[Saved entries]
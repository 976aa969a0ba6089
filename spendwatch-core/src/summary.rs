//! Aggregate views over an expense list: totals, monthly spend and the
//! per-category breakdown.

use chrono::Datelike;

use crate::expense::Expense;

/// Stock categories offered when recording an expense
pub const DEFAULT_CATEGORIES: [&str; 10] = [
    "Groceries & Provisions",
    "Rent/Housing",
    "Food & Tiffin",
    "Electricity & Water",
    "Mobile & Internet",
    "Education & Tuition",
    "Healthcare & Medicine",
    "Transport & Petrol",
    "Entertainment & Movies",
    "Festivals & Functions",
];

/// True if `name` is one of [`DEFAULT_CATEGORIES`]
pub fn is_default_category(name: &str) -> bool {
    DEFAULT_CATEGORIES.contains(&name.trim())
}

/// Sum of all finite amounts
pub fn total(expenses: &[Expense]) -> f64 {
    expenses
        .iter()
        .map(|e| e.amount)
        .filter(|a| a.is_finite())
        .sum()
}

/// Spend whose date falls in the given calendar month
pub fn month_total(expenses: &[Expense], year: i32, month: u32) -> f64 {
    expenses
        .iter()
        .filter(|e| {
            e.parsed_date()
                .is_some_and(|d| d.year() == year && d.month() == month)
        })
        .map(|e| e.amount)
        .filter(|a| a.is_finite())
        .sum()
}

/// Spend per category, largest first (ties by name)
pub fn category_totals(expenses: &[Expense]) -> Vec<(String, f64)> {
    let mut totals: Vec<(String, f64)> = Vec::new();
    for e in expenses.iter().filter(|e| e.amount.is_finite()) {
        let key = e.category_key();
        match totals.iter_mut().find(|(name, _)| name == key) {
            Some((_, sum)) => *sum += e.amount,
            None => totals.push((key.to_string(), e.amount)),
        }
    }
    totals.sort_by(|a, b| b.1.total_cmp(&a.1).then_with(|| a.0.cmp(&b.0)));
    totals
}

/// Expenses in `category`, or all of them when `None`
pub fn filter_by_category<'a>(expenses: &'a [Expense], category: Option<&str>) -> Vec<&'a Expense> {
    match category {
        None => expenses.iter().collect(),
        Some(c) => {
            let c = c.trim();
            expenses.iter().filter(|e| e.category_key() == c).collect()
        }
    }
}

/// Render an amount as rupees with en-IN digit grouping, e.g. `₹1,23,456.5`
pub fn format_inr(amount: f64) -> String {
    if !amount.is_finite() {
        return "₹0".to_string();
    }

    let rounded = (amount.abs() * 100.0).round() / 100.0;
    let whole = rounded.trunc() as u64;
    let frac = ((rounded - rounded.trunc()) * 100.0).round() as u64;

    let digits = whole.to_string();
    let grouped = if digits.len() <= 3 {
        digits
    } else {
        let (head, tail) = digits.split_at(digits.len() - 3);
        let mut parts: Vec<&str> = Vec::new();
        let mut rest = head;
        while rest.len() > 2 {
            let (left, right) = rest.split_at(rest.len() - 2);
            parts.push(right);
            rest = left;
        }
        parts.push(rest);
        parts.reverse();
        format!("{},{}", parts.join(","), tail)
    };

    let sign = if amount < 0.0 && rounded > 0.0 { "-" } else { "" };
    match frac {
        0 => format!("{sign}₹{grouped}"),
        f if f % 10 == 0 => format!("{sign}₹{grouped}.{}", f / 10),
        f => format!("{sign}₹{grouped}.{f:02}"),
    }
}

#[cfg(test)]
mod tests {
    use super::*;

    fn sample() -> Vec<Expense> {
        vec![
            Expense::new("1", 1200.0, "Rent/Housing", "2026-02-01"),
            Expense::new("2", 250.0, "Food & Tiffin", "2026-02-14"),
            Expense::new("3", 150.0, "Food & Tiffin", "2026-01-30"),
            Expense::new("4", 80.0, "", "2026-02-03"),
            Expense::new("5", 40.0, "Food & Tiffin", "garbled"),
        ]
    }

    #[test]
    fn test_totals() {
        let e = sample();
        assert_eq!(total(&e), 1720.0);
        assert_eq!(month_total(&e, 2026, 2), 1530.0);
        assert_eq!(month_total(&e, 2026, 1), 150.0);
        assert_eq!(month_total(&e, 2025, 12), 0.0);
    }

    #[test]
    fn test_category_totals_sorted() {
        let totals = category_totals(&sample());
        assert_eq!(
            totals,
            vec![
                ("Rent/Housing".to_string(), 1200.0),
                ("Food & Tiffin".to_string(), 440.0),
                ("Uncategorized".to_string(), 80.0),
            ]
        );
    }

    #[test]
    fn test_filter_by_category() {
        let e = sample();
        assert_eq!(filter_by_category(&e, None).len(), 5);
        assert_eq!(filter_by_category(&e, Some("Food & Tiffin")).len(), 3);
        assert_eq!(filter_by_category(&e, Some("Uncategorized")).len(), 1);
    }

    #[test]
    fn test_default_categories() {
        assert!(is_default_category("Food & Tiffin"));
        assert!(!is_default_category("Crypto"));
    }

    #[test]
    fn test_format_inr() {
        assert_eq!(format_inr(0.0), "₹0");
        assert_eq!(format_inr(999.0), "₹999");
        assert_eq!(format_inr(1000.0), "₹1,000");
        assert_eq!(format_inr(123456.5), "₹1,23,456.5");
        assert_eq!(format_inr(12345678.25), "₹1,23,45,678.25");
        assert_eq!(format_inr(202.5), "₹202.5");
        assert_eq!(format_inr(-1500.0), "-₹1,500");
    }
}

- _Task objective_
Gather all lines of the records that include the word "trim".

- _Reply to the exercise_
    DEFAULT_CATEGORIES.contains(&name.trim())
            let c = c.trim();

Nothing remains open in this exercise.